Bugünkü Yazarlar Tüm Yazarlar
Mehlika Figen Yazar

Mehlika Figen Yazar

Sonsuz Bilinç

İçimizdeki Kaynak

Biz kimiz? Neden bu dünyadayız? Amacımız ne? Bazen hayatımızla ilgili sürekli sorgulamalar yaparız. Birçok şey bize anlamsız gelir. Ya da adaletsiz bir dünyada olduğumuzu düşünürüz.

"Neden bir insan üzgünken diğeri mutlu?"

"Neden biri zenginken öbürü fakir?"

"Neden bir insan sağlıklıyken diğeri hastalıklarla pençeleşiyor?"

"Neden bir insan başarılı ve mutluyken diğeri başarısız ve mutsuz?

Bu şekilde her durumu sorguladığımızda sorularımız sonsuza kadar sürer. Belki bu şekilde birçok kaynak araştırmışızdır. Belki de kendimize göre mantıklı bir cevap bulmaya çalışırız. Şimdi size açıklayacağım detaylar belki de sizin için farklı bir bakış açısı oluşturacak.

Artık pozitif bilimin de kabul ettiği bir takım gerçekler var.
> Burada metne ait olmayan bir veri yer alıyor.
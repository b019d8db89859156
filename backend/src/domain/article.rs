//! Article aggregate and listing filter.

use chrono::{DateTime, Utc};

use super::ids::ArticleId;

/// An article as read back from the store, including the derived
/// `comment_count` aggregation.
///
/// `comment_count` is never stored; it is the exact number of comment rows
/// currently referencing this article, computed at read time.
#[derive(Debug, Clone, PartialEq, Eq)]
pub struct Article {
    /// Auto-assigned primary key.
    pub article_id: ArticleId,
    /// Title shown in listings.
    pub title: String,
    /// Full article text. Omitted from list payloads by the HTTP adapter.
    pub body: String,
    /// Foreign key to `Topic::slug`.
    pub topic: String,
    /// Foreign key to `User::username`.
    pub author: String,
    /// Creation timestamp; listings default to most recent first.
    pub created_at: DateTime<Utc>,
    /// Vote tally. May go negative; there is no floor or ceiling.
    pub votes: i32,
    /// Derived count of associated comments, including zero.
    pub comment_count: i64,
}

/// Equality predicates narrowing an article listing.
///
/// Values are passed through as written; existence of the referenced author
/// or topic is resolved separately when the result set comes back empty.
#[derive(Debug, Clone, Default, PartialEq, Eq)]
pub struct ArticleFilter {
    /// Restrict to articles by this author username.
    pub author: Option<String>,
    /// Restrict to articles under this topic slug.
    pub topic: Option<String>,
}

impl ArticleFilter {
    /// True when no predicate was supplied.
    pub const fn is_empty(&self) -> bool {
        self.author.is_none() && self.topic.is_none()
    }
}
Bu gerçeklerden birisi de bizleri yöneten hayatımıza yön veren her şey, bilinçaltımızda kayıtlı gizli bilgilerde saklı olduğudur. Ve bizim de o kayıtlar doğrultusunda düşünmemizin sağlanıyor olması ve hayatlarımızdaki farklılıklarımızında bu kayıtlar sayesinde olması.
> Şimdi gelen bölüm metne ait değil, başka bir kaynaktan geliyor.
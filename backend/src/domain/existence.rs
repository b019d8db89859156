//! Existence resolver: disambiguates empty results from missing entities.
//!
//! A filtered listing that comes back empty is ambiguous — either the
//! referenced entity has no children, or it does not exist at all. The
//! resolver issues a second, independent probe against the entity's own
//! table and turns a miss into the entity-specific 404. It is one reusable
//! step rather than ad-hoc empty-array checks in each handler.

use std::sync::Arc;

use super::error::Error;
use super::ids::ArticleId;
use super::ports::{ArticleRepository, RepositoryError, TopicRepository, UserRepository};

/// A reference whose existence must be confirmed.
#[derive(Debug, Clone, Copy, PartialEq, Eq)]
pub enum EntityRef<'a> {
    /// An author username supplied as a listing filter.
    User(&'a str),
    /// A topic slug supplied as a listing filter.
    Topic(&'a str),
    /// An article key scoping a comment listing.
    Article(ArticleId),
}

impl EntityRef<'_> {
    /// The entity-specific message rendered when the probe misses.
    const fn missing_message(&self) -> &'static str {
        match self {
            Self::User(_) => "User does not exist",
            Self::Topic(_) => "Topic does not exist",
            Self::Article(_) => "Article does not exist",
        }
    }
}

/// Probes entity tables independently of the primary result set.
#[derive(Clone)]
pub struct ExistenceResolver {
    topics: Arc<dyn TopicRepository>,
    users: Arc<dyn UserRepository>,
    articles: Arc<dyn ArticleRepository>,
}

impl ExistenceResolver {
    /// Build a resolver over the three referencable entity tables.
    pub fn new(
        topics: Arc<dyn TopicRepository>,
        users: Arc<dyn UserRepository>,
        articles: Arc<dyn ArticleRepository>,
    ) -> Self {
        Self {
            topics,
            users,
            articles,
        }
    }

    /// Require that the referenced entity exists.
    ///
    /// # Errors
    /// The entity-specific 404 when the probe misses; an internal error when
    /// the probe itself fails at the store.
    pub async fn require(&self, entity: EntityRef<'_>) -> Result<(), Error> {
        let exists = match entity {
            EntityRef::User(username) => self.users.username_exists(username).await,
            EntityRef::Topic(slug) => self.topics.slug_exists(slug).await,
            EntityRef::Article(id) => self.articles.exists(id).await,
        }
        .map_err(map_store_error)?;

        if exists {
            Ok(())
        } else {
            Err(Error::not_found(entity.missing_message()))
        }
    }
}

/// Map adapter failures into the generic internal outcome.
///
/// The driver message goes to the log at the adapter edge; clients only ever
/// see the redacted 500 body.
pub(crate) fn map_store_error(error: RepositoryError) -> Error {
    Error::internal(error.to_string())
}

#[cfg(test)]
mod tests {
    use super::*;
    use crate::domain::ports::MemoryContentStore;
    use crate::domain::ErrorCode;
    use rstest::rstest;

    fn resolver() -> ExistenceResolver {
        let store = MemoryContentStore::seeded();
        ExistenceResolver::new(
            Arc::new(store.clone()),
            Arc::new(store.clone()),
            Arc::new(store),
        )
    }

    #[actix_web::test]
    async fn present_entities_resolve_silently() {
        let resolver = resolver();
        resolver
            .require(EntityRef::User("lurking_fox"))
            .await
            .expect("seeded user");
        resolver
            .require(EntityRef::Topic("origami"))
            .await
            .expect("seeded topic");
        resolver
            .require(EntityRef::Article(ArticleId::new(2)))
            .await
            .expect("seeded article");
    }

    #[rstest]
    #[case(EntityRef::User("nobody"), "User does not exist")]
    #[case(EntityRef::Topic("knitting"), "Topic does not exist")]
    #[case(EntityRef::Article(ArticleId::new(999)), "Article does not exist")]
    #[actix_web::test]
    async fn missing_entities_yield_specific_messages(
        #[case] entity: EntityRef<'static>,
        #[case] message: &str,
    ) {
        let err = resolver().require(entity).await.expect_err("missing");
        assert_eq!(err.code(), ErrorCode::NotFound);
        assert_eq!(err.message(), message);
    }
}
Bu durumu biraz daha açıklayalım. Zihnimizi bir buzdağına benzetirsek buzdağının görünen yüzü bilincimiz, görünmeyen devasa kısmı ise bilinçaltımızdır. İşte tam da burada buzdağının görünen o küçük olan kısmı bizim günlük yaşantımızda beş duyu organımızla algıladıklarımızla sınırlıdır. Bir de buz dağının görünmeyen devasa kısmı yani bilinçaltımız vardır. İşte asıl işin gizemli tarafı da burada saklı. Bilinçaltımız zihnimizin efendisidir. Anne karnından itibaren dış dünyadan gelen tüm verileri tıpkı bir bilgisayar gibi kaydeder. Ve hayatımızdaki gerçekliğimizi de işte bu kayıtlar doğrultusunda yaşarız.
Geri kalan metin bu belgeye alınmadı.